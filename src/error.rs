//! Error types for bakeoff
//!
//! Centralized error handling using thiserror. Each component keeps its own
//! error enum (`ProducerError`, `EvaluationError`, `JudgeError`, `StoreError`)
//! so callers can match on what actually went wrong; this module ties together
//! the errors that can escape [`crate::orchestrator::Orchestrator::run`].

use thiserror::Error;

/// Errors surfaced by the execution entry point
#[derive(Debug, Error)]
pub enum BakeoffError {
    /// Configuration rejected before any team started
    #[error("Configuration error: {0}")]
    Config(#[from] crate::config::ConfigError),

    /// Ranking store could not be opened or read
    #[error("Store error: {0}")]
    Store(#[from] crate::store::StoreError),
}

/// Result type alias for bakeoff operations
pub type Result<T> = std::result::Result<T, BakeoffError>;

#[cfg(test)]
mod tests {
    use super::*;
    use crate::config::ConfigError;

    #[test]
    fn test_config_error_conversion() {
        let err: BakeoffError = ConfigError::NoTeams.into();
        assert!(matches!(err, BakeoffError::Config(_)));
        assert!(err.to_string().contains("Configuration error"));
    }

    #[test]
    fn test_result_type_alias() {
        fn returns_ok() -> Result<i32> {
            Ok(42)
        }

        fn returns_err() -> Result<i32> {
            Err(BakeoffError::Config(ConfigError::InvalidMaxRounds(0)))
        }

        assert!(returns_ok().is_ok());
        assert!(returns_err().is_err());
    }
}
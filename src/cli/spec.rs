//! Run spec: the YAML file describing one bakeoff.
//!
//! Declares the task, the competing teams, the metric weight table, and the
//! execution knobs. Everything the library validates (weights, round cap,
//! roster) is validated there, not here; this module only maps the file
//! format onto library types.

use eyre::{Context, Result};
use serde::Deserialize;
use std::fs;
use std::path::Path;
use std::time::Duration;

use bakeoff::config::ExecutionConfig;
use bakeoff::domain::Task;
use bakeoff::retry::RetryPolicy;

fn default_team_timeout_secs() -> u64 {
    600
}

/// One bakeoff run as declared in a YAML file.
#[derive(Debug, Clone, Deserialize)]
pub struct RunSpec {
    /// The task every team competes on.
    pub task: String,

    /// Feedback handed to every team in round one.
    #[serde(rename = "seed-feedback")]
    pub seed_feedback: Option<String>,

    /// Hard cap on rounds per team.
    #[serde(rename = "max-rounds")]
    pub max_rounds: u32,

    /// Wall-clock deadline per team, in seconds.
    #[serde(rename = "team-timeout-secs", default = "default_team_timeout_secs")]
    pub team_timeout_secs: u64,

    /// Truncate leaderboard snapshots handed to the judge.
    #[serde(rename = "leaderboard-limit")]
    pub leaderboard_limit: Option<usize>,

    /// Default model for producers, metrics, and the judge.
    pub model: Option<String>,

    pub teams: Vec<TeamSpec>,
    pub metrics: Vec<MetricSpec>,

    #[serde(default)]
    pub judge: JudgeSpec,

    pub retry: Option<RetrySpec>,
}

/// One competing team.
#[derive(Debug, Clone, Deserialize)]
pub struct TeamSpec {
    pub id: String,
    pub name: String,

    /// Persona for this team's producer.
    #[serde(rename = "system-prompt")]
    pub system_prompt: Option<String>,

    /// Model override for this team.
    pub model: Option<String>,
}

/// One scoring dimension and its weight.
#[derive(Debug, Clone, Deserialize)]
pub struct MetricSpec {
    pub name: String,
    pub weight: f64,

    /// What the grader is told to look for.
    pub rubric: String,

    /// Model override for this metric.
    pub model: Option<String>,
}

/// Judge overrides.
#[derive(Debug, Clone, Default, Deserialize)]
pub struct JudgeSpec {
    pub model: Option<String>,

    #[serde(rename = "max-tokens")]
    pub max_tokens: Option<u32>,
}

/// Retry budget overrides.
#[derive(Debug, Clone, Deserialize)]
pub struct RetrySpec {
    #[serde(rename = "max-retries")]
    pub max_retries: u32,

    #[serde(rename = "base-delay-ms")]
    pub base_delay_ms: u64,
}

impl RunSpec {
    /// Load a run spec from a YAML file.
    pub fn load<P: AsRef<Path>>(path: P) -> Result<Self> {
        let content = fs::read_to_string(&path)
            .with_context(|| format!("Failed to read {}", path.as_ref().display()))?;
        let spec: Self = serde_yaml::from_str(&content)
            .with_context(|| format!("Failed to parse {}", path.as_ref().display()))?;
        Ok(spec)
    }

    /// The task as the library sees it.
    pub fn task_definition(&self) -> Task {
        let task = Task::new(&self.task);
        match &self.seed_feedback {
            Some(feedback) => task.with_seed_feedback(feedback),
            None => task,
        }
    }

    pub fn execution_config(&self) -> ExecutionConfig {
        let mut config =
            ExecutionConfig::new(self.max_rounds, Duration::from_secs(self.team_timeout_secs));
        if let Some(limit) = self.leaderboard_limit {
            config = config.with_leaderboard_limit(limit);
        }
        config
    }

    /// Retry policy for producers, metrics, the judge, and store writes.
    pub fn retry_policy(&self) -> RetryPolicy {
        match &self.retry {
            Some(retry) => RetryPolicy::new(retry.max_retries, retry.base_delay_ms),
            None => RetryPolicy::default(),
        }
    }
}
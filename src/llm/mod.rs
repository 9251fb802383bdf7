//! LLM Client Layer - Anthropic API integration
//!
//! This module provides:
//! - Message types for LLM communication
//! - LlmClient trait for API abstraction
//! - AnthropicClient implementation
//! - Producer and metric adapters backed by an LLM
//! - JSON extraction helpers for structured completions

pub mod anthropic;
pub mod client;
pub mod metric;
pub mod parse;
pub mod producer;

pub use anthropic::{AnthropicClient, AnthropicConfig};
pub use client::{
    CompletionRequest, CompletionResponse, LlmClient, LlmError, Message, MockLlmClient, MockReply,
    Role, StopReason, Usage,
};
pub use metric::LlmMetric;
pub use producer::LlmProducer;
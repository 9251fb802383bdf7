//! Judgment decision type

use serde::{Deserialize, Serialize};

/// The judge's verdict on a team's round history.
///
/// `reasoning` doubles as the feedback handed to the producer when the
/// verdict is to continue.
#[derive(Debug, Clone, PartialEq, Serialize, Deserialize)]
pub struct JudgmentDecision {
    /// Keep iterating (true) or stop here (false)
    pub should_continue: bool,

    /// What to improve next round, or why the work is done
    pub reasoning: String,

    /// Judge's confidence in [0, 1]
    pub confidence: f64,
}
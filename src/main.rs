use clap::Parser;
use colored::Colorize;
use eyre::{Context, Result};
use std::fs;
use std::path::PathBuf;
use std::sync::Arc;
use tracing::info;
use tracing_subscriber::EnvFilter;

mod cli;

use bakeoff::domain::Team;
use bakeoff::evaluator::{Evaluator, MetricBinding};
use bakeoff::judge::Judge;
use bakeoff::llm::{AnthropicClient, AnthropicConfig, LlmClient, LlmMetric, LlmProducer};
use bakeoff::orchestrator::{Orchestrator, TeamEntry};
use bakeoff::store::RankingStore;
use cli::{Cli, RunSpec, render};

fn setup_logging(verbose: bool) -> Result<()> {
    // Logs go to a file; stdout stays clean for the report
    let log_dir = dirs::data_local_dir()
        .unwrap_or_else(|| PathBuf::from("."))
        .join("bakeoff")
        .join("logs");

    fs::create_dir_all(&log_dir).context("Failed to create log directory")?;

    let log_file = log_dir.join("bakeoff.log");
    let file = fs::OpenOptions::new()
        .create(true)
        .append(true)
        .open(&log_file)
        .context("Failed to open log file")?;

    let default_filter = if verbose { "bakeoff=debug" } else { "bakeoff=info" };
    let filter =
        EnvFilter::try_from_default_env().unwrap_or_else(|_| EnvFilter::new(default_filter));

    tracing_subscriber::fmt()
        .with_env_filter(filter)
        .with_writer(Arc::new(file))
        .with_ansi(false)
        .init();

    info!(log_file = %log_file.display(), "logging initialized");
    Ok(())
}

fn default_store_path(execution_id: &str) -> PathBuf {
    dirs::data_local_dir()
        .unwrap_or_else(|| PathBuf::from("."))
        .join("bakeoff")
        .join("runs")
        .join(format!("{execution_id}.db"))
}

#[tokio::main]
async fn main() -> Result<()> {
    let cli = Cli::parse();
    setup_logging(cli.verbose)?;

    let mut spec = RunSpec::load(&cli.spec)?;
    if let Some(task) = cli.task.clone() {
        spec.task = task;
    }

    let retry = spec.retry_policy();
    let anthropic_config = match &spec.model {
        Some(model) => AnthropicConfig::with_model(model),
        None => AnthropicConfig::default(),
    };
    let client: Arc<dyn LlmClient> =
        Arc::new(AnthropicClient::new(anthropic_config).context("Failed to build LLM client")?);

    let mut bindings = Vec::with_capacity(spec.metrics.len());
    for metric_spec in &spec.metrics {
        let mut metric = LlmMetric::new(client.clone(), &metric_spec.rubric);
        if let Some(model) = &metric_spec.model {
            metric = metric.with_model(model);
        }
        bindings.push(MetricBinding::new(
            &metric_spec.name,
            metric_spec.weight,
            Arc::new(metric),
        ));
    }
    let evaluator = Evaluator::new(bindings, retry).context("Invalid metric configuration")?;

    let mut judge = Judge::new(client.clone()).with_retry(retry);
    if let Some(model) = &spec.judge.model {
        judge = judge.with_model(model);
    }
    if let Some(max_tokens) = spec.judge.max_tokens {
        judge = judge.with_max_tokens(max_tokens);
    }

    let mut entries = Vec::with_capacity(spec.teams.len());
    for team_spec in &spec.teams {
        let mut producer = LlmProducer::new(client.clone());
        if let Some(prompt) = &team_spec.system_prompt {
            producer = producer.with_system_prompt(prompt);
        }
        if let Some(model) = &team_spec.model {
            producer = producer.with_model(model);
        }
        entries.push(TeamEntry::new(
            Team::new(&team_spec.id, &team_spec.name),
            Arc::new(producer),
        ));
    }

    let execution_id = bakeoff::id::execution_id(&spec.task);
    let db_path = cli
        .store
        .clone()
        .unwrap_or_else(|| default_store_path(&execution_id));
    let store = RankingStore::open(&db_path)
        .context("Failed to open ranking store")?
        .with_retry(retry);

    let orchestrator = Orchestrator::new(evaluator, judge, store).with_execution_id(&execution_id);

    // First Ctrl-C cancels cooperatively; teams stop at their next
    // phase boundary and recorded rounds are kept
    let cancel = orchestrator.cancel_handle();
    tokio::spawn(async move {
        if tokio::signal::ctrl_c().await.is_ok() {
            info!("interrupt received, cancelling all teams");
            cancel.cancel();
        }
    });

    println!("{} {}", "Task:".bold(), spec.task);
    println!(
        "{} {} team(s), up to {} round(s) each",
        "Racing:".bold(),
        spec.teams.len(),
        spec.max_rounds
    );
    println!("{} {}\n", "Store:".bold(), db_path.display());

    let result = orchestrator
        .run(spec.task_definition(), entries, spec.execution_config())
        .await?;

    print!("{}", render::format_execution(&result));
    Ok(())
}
◆ ◆ ◆ ◆
• _Activity_
Reply with nothing except the number of lines in the records that include the word "display".

• _Response area_
4